Fig. The rainbow emphasizes inclusion of different, naturally coloured foods in our daily menu
A pyramid symbol recommends the number of servings from various food groups. It decreases from a solid foundation at the bottom (or the base) to the top in the shape of a pyramid.
A food pyramid serves as a tool for people to design a healthy diet and it delivers an overview of different kinds of foods our body needs to maintain health and keep diseases at bay.
It is a representation of well-balanced healthy diet plan which when consumed, provides the body with all essential macro and micronutrients.
Fig. Food pyramid: Cereals, legumes and products are at the base which should be eaten in adequate amounts to meet one’s daily needs of energy and protein.
Colourful vegetables and fruits are in the next level which should be included in ample amounts to meet the daily requirement of vitamins and minerals.

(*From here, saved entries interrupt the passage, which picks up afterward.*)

#[async_trait]
impl PlanStore for MemoryRepository {
    async fn upsert_plan(&self, draft: &PlanDraft) -> Result<Plan, StoreError> {
        let plan = self.get_or_create_plan(draft).await?;
        let mut entry = self
            .plans
            .get_mut(&plan.id)
            .ok_or_else(|| StoreError::NotFound(format!("plan {}", plan.id)))?;
        entry.name.clone_from(&draft.name);
        entry.quotas = draft.quotas;
        entry.features = draft.features.clone();
        entry.updated_at = Utc::now();
        Ok(entry.clone())
    }

    async fn get_or_create_plan(&self, draft: &PlanDraft) -> Result<Plan, StoreError> {
        let id = match self.plan_codes.entry(draft.code.clone()) {
            Entry::Occupied(existing) => existing.get().clone(),
            Entry::Vacant(vacant) => {
                let plan = Self::new_plan(draft, Utc::now());
                let id = plan.id.clone();
                self.plans.insert(id.clone(), plan);
                vacant.insert(id.clone());
                id
            }
        };
        self.plans
            .get(&id)
            .map(|p| p.clone())
            .ok_or_else(|| StoreError::NotFound(format!("plan {id}")))
    }

    async fn get_plan(&self, id: &PlanId) -> Result<Option<Plan>, StoreError> {
        Ok(self.plans.get(id).map(|p| p.clone()))
    }

    async fn get_plan_by_code(&self, code: &str) -> Result<Option<Plan>, StoreError> {
        let Some(id) = self.plan_codes.get(code).map(|id| id.clone()) else {
            return Ok(None);
        };
        self.get_plan(&id).await
    }

    async fn list_plans(&self) -> Result<Vec<Plan>, StoreError> {
        let mut plans: Vec<Plan> = self.plans.iter().map(|p| p.clone()).collect();
        plans.sort_by(|a, b| {
            a.quotas
                .max_stores
                .cmp(&b.quotas.max_stores)
                .then_with(|| a.code.cmp(&b.code))
        });
        Ok(plans)
    }

    async fn get_subscription(
        &self,
        tenant: &TenantId,
    ) -> Result<Option<Subscription>, StoreError> {
        Ok(self.subscriptions.get(tenant).map(|s| s.clone()))
    }

    async fn get_or_create_subscription(
        &self,
        tenant: &TenantId,
        plan: &PlanId,
    ) -> Result<Subscription, StoreError> {
        let sub = self
            .subscriptions
            .entry(tenant.clone())
            .or_insert_with(|| {
                let now = Utc::now();
                Subscription {
                    id: SubscriptionId::generate(),
                    tenant_id: tenant.clone(),
                    plan_id: plan.clone(),
                    status: SubscriptionStatus::Active,
                    created_at: now,
                    updated_at: now,
                }
            });
        Ok(sub.clone())
    }

    async fn set_subscription_plan(
        &self,
        tenant: &TenantId,
        plan: &PlanId,
    ) -> Result<Subscription, StoreError> {
        let mut sub = self
            .subscriptions
            .get_mut(tenant)
            .ok_or_else(|| StoreError::NotFound(format!("subscription for tenant {tenant}")))?;
        sub.plan_id = plan.clone();
        sub.status = SubscriptionStatus::Active;
        sub.updated_at = Utc::now();
        Ok(sub.clone())
    }
}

Animal foods and milk products are in the next level up the hierarchy that should be included in moderate amounts. At the top comes the highly processed foods, sugars, fats, and oils that should be consumed sparingly.
Cereals, pulses and grains account for the major share of energy in a normal diet. They provide mostly carbohydrates as starches.
In view of the intake, cereals also provide other nutrients such as protein, calcium, iron, and B complex vitamins.
Cereals contain 6-12% protein which is generally deficient in amino acid lysine, hence, to improve its protein quality they should be combined with legumes (beans), nuts, seeds, dairy, or meat.
Half of the grain category should be from whole grains for fibre and vitamins.
Vegetables provide vitamins, minerals, and fibre.
Certain vegetables such as potatoes also provide carbohydrates and some vegetable protein, which needs to be eaten with another protein food to be complete.
Fruits provide different vitamins, minerals, and fibre.
They also provide sugars for quick energy. ½ to ¾ cup or 120 to 180 mL of fruit juice is the same as one serving of fruit.
It is not wise to drink much more than this because the high sugar tends to replace other needed foods.
Milk and milk products provide complete proteins and major minerals, particularly calcium.
They are commonly supplemented with vitamin D and vitamin A.
If dairy products are not consumed in the recommended amounts, special efforts should be made to eat other calcium-rich foods or take a calcium supplement.
This is particularly important for women.
Meat, chicken, eggs, and fish can provide complete protein.
Legumes (e.g., soybeans) can also provide complete protein if nuts/seeds or grains such as rice or corn are eaten at the same meal to provide limiting amino acids.
This is known as mutual supplementation of foods. Legumes are low in amino acid methionine, while rice, wheat and other cereals are limiting in lysine.
So, when we eat a combination meal of pulses and cereals, we get a more complete protein.
Vegetable oils can provide a balance of essential fatty acids. Use them in food preparation (frying, salad dressings, spreads, etc.).
Canola and soy oils are preferred. Mustard and hemp seed oils are similar but less common. Olive oil is high in healthy monounsaturated fat and has a good ratio (although relatively low amounts) of essential fatty acids. Peanut, corn, sesame, sunflower, and safflower oils are relatively low in essential omega-3 fatty acids.
Half of servings in the oil category should be one of the vegetable oils providing essential fatty acids each day. Tropical oils (e.g., coconut and palm) are extremely low in essential fatty acids.
In addition to all these food groups, it is essential to take adequate amount of water as it is one of the key nutrients that keep one hydrated and hence is of paramount importance in good health maintenance. Human body is essentially 80% water.
Therefore, we must keep that balance to survive and stay healthy.